Stored data entries:

· · ·

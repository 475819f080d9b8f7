use std::collections::HashSet;
use std::sync::atomic::{AtomicUsize, Ordering};
use std::sync::Arc;

use approx::assert_abs_diff_eq;
use dnnet::train::{epoch_batches, mean_cost};
use dnnet::{
    DnnError, LabelledData, LabelledDataPoint, Mode, NetworkSpec, ParallelCollection,
    Partitioned, Result, TrainConfig, TrainOutcome, UnlabelledData,
};
use rand::{rngs::StdRng, SeedableRng};

fn separable() -> LabelledData {
    let mut points = Vec::new();
    for i in 0..20 {
        let i = i as f64;
        points.push(LabelledDataPoint::new(vec![-1.5 + 0.05 * i, -1.0 + 0.03 * i], vec![0.0]));
        points.push(LabelledDataPoint::new(vec![1.0 + 0.05 * i, 1.5 - 0.03 * i], vec![1.0]));
    }
    LabelledData::new(points, 4).unwrap()
}

#[test]
fn epoch_batches_cover_every_row_exactly_once() {
    let points = (0..97)
        .map(|i| LabelledDataPoint::new(vec![i as f64], vec![0.0]))
        .collect();
    let data = LabelledData::new(points, 4).unwrap();
    let mut rng = StdRng::seed_from_u64(31);

    for _ in 0..3 {
        let batches = epoch_batches(&data, 10, &mut rng).unwrap();
        assert_eq!(batches.len(), 10);

        let seen: Vec<u64> = batches
            .iter()
            .flat_map(|batch| batch.collect())
            .map(|point| point.features[0] as u64)
            .collect();
        let unique: HashSet<u64> = seen.iter().copied().collect();
        assert_eq!(seen.len(), 97);
        assert_eq!(unique, (0..97).collect::<HashSet<u64>>());
    }
}

#[test]
fn single_batch_epoch_is_the_whole_dataset() {
    let data = separable();
    let batches = epoch_batches(&data, 1, &mut StdRng::seed_from_u64(2)).unwrap();
    assert_eq!(batches.len(), 1);
    assert_eq!(batches[0].count(), data.count());
}

#[test]
fn classifier_separates_two_clusters() {
    let data = separable();
    let mut network = NetworkSpec::new(&[2, 4, 1], Mode::Classification)
        .with_seed(42)
        .build()
        .unwrap();
    let before = mean_cost(&network, &data).unwrap();

    let config = TrainConfig::new(1.0, 2000, 0.01).with_seed(7);
    let outcome = network.train(&data, &config).unwrap();

    assert!(matches!(outcome, TrainOutcome::Converged { .. }), "{outcome:?}");
    assert!(outcome.epoch_or_sentinel() >= 1);
    assert!(mean_cost(&network, &data).unwrap() < before);
}

#[test]
fn training_is_reproducible_with_seeds() {
    let spec = NetworkSpec::new(&[2, 4, 1], Mode::Classification).with_seed(3);
    let config = TrainConfig::new(0.5, 15, 0.0).with_seed(11);

    let mut a = spec.build().unwrap();
    let mut b = spec.build().unwrap();
    assert_eq!(a.train(&separable(), &config).unwrap(), TrainOutcome::Exhausted);
    assert_eq!(b.train(&separable(), &config).unwrap(), TrainOutcome::Exhausted);

    let probe = [0.25, -0.75];
    assert_abs_diff_eq!(a.run(&probe).unwrap()[0], b.run(&probe).unwrap()[0], epsilon = 1e-12);
}

#[test]
fn predict_labels_with_the_affine_map() {
    let network = NetworkSpec::new(&[1, 1], Mode::Regression).with_seed(17).build().unwrap();
    let output = &network.layers()[1];
    let (w, b) = (output.weights().data[0][0], output.biases()[0]);

    let data = UnlabelledData::new(vec![vec![-2.0], vec![0.0], vec![3.5]], 2).unwrap();
    let labelled = network.predict(&data).unwrap().collect();

    assert_eq!(labelled.len(), 3);
    for point in &labelled {
        assert_abs_diff_eq!(point.target[0], w * point.features[0] + b, epsilon = 1e-12);
    }
}

#[test]
fn predict_rejects_wrong_feature_width() {
    let network = NetworkSpec::new(&[2, 1], Mode::Regression).with_seed(1).build().unwrap();
    let data = UnlabelledData::new(vec![vec![1.0, 2.0], vec![1.0]], 1).unwrap();
    assert!(network.predict(&data).is_err());
}

/// Delegates to `LabelledData`, except that the `fail_on`-th map (counting
/// from zero) panics inside the workers.
struct FailingWorkers {
    inner: LabelledData,
    maps: Arc<AtomicUsize>,
    fail_on: usize,
}

impl FailingWorkers {
    fn wrap(&self, inner: LabelledData) -> FailingWorkers {
        FailingWorkers { inner, maps: Arc::clone(&self.maps), fail_on: self.fail_on }
    }
}

impl ParallelCollection for FailingWorkers {
    type Item = LabelledDataPoint;
    type Mapped<U: Clone + Send + Sync> = Partitioned<U>;

    fn count(&self) -> usize {
        self.inner.count()
    }

    fn sample(&self, with_replacement: bool, fraction: f64, seed: u64) -> Result<Self> {
        Ok(self.wrap(self.inner.sample(with_replacement, fraction, seed)?))
    }

    fn subtract(&self, other: &Self) -> Result<Self> {
        Ok(self.wrap(self.inner.subtract(&other.inner)?))
    }

    fn cache(&self) -> Self {
        self.wrap(self.inner.cache())
    }

    fn try_map<U, F>(&self, f: F) -> Result<Partitioned<U>>
    where
        U: Clone + Send + Sync,
        F: Fn(&LabelledDataPoint) -> Result<U> + Send + Sync,
    {
        if self.maps.fetch_add(1, Ordering::SeqCst) == self.fail_on {
            self.inner.try_map(|_| -> Result<U> { panic!("worker lost") })
        } else {
            self.inner.try_map(f)
        }
    }

    fn reduce<F>(&self, f: F) -> Result<Option<LabelledDataPoint>>
    where
        F: Fn(LabelledDataPoint, LabelledDataPoint) -> LabelledDataPoint + Send + Sync,
    {
        self.inner.reduce(f)
    }

    fn collect(&self) -> Vec<LabelledDataPoint> {
        self.inner.collect()
    }
}

#[test]
fn worker_failure_aborts_training_before_any_update() {
    // Map 0 validates the rows; map 1 is the first mini-batch gradient.
    let data = FailingWorkers { inner: separable(), maps: Arc::new(AtomicUsize::new(0)), fail_on: 1 };
    let mut network = NetworkSpec::new(&[2, 4, 1], Mode::Classification)
        .with_seed(5)
        .build()
        .unwrap();
    let before = network.clone();

    let err = network.train(&data, &TrainConfig::new(1.0, 50, 0.0).with_seed(1)).unwrap_err();
    match err {
        DnnError::DistributedExecutionFailure(message) => assert!(message.contains("worker lost")),
        other => panic!("unexpected error: {other:?}"),
    }
    assert_eq!(network, before);
}

#[test]
fn worker_failure_mid_run_stops_training() {
    let maps = Arc::new(AtomicUsize::new(0));
    let data = FailingWorkers { inner: separable(), maps: Arc::clone(&maps), fail_on: 4 };
    let mut network = NetworkSpec::new(&[2, 4, 1], Mode::Classification)
        .with_seed(5)
        .build()
        .unwrap();

    let result = network.train(&data, &TrainConfig::new(0.1, 50, 0.0).with_seed(1));
    assert!(matches!(result, Err(DnnError::DistributedExecutionFailure(_))));
    // Nothing is mapped after the failing call.
    assert_eq!(maps.load(Ordering::SeqCst), 5);
}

· · ·

▶ [Task objective] I need every line of the data that has the word "cache"; please list them.

▶ [Solution to this exercise]
    fn cache(&self) -> Self {
        self.wrap(self.inner.cache())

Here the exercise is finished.